Technology transfer: The track record shows significant room for improvement. Under the Kyoto Protocol’s Clean Development Mechanism, an early framework for channeling climate investment from developed to developing nations, less than half of registered projects involved genuine knowledge transfer. Funding distribution remained heavily concentrated rather than reaching regions with greatest need. True transfer is not about selling equipment or licensing patents. It means building local capacity to innovate, adapt, and maintain systems without perpetual dependence on external expertise or supply chains.
Several pathways show promise. Two examples are open-source biochar technologies and research partnerships focused on training local scientists. The goal is not replication, it is enabling innovation that responds to local conditions rather than importing solutions designed for entirely different contexts.
Trust: Building trust in carbon removal projects requires moving beyond commitments on paper to practices that deliver tangible benefits to communities. The difference between projects that scale successfully and those that stall often comes down to how value and decision-making power are distributed from the outset.
Effective projects ensure carbon revenues flow directly to farmers, landowners, communities or true resource owners through transparent benefit-sharing agreements. They invest in local capacity from day one, training technicians to operate MRV systems, employing regional staff in management roles, and building supply chains that create jobs beyond initial implementation. When a soil carbon sequestration project sources locally, employs community members to lead, and provides agricultural extension services that improve yields independent of carbon revenues, it creates resilience that survives market volatility.
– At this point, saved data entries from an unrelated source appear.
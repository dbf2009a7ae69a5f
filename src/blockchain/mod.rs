//! Remote chain API clients.
//!
//! # Data Flow
//! ```text
//! config.rs sections
//!     → client.rs   (EVM JSON-RPC via alloy, failover + timeouts)
//!     → esplora.rs  (UTXO indexer REST via reqwest)
//!     → solana.rs   (Solana JSON-RPC via reqwest)
//!     → consumed by fees / state / broadcast
//! ```
//!
//! # Design Decisions
//! - Clients are owned service instances, injected where needed
//! - Every call carries a timeout; retries are the caller's concern
//! - Never log key material or signed payloads

pub mod client;
pub mod esplora;
pub mod solana;
pub mod types;

pub use client::EvmClient;
pub use esplora::EsploraClient;
pub use solana::SolanaRpcClient;
pub use types::{BlockchainError, BlockchainResult, ChainId};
High-integrity projects cannot prioritize being the cheapest option. Robust MRV, fair compensation, and genuine capacity-building cost money. Buyers who chase the lowest-cost tonne while cutting corners on governance are not building a sustainable market, they are creating conditions for project failure and reputational risk. Quality carbon removal requires investing in the social infrastructure that makes projects durable, not just the technical infrastructure that captures carbon.
The next gigaton of CDR will be built by communities closest to both the problem and the solution—from millions of hectares under improved land management in India to biochar integrated into Brazil’s sugarcane value chain, mangrove restoration along Indonesia’s coasts, and renewable-powered DAC in Morocco.
This is already happening. Companies like Boomitra are demonstrating what high-integrity Global South CDR looks like in practice across over 5 million acres of agricultural land. Through soil carbon projects across India, Kenya, Mexico, and other emerging markets, combined with biomass carbon removal and storage (BiCRS) initiatives, Boomitra has built a model that centers farmer agency and economic benefit alongside carbon outcomes.
The pilots are done. The science is proven. The location is clear. What remains is a question of will and execution: whether the climate finance system can move capital at the speed and scale required, whether technology transfer can shift from rhetoric to reality, and whether buyers and developers can build trust through actions rather than promises.